Your instructions: Each line in the listing below that holds "SubmissionRepository" should be counted; reply with that number only.

Provided material:

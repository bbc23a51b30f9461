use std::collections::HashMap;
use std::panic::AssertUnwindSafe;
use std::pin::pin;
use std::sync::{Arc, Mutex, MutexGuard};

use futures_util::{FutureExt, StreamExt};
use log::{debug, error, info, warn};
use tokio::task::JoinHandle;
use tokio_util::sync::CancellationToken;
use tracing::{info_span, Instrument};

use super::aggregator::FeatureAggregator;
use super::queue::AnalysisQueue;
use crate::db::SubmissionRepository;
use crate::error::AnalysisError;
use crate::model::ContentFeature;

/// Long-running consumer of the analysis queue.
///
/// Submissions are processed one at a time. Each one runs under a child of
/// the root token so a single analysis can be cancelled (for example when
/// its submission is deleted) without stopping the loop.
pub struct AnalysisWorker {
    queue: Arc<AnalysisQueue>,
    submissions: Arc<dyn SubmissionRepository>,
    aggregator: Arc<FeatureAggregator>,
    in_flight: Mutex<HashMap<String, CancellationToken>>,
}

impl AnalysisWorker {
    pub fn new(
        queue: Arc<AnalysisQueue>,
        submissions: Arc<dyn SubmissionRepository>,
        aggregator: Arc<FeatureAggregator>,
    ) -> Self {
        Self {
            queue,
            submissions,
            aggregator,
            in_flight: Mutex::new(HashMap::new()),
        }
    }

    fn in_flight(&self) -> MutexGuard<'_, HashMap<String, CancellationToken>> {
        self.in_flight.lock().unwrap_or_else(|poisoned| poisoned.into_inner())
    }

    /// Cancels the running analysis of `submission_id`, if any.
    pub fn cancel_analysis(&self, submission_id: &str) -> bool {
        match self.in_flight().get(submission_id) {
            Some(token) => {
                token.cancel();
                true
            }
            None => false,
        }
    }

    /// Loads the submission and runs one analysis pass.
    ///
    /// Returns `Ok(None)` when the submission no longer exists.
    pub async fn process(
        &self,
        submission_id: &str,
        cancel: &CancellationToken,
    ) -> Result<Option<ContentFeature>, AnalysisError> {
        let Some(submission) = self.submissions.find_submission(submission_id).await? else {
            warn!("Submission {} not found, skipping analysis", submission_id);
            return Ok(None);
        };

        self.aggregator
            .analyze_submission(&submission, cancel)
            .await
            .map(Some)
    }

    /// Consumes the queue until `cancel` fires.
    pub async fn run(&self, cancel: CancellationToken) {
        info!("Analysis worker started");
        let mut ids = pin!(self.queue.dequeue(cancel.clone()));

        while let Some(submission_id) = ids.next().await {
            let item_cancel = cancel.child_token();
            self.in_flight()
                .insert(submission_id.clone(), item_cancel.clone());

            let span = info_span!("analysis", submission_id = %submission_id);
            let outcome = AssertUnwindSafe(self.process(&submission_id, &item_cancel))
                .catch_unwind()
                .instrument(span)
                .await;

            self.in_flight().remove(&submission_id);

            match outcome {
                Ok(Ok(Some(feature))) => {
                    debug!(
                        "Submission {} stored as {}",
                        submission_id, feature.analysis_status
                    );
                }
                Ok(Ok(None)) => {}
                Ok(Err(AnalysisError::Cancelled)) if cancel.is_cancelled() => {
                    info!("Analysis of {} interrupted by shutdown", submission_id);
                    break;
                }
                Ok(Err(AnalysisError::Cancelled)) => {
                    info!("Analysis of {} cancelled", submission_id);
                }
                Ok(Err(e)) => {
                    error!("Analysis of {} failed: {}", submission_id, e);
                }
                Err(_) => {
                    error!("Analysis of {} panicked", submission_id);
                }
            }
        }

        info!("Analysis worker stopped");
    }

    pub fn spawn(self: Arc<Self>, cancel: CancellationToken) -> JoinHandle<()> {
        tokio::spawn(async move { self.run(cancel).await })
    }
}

Written solution: 3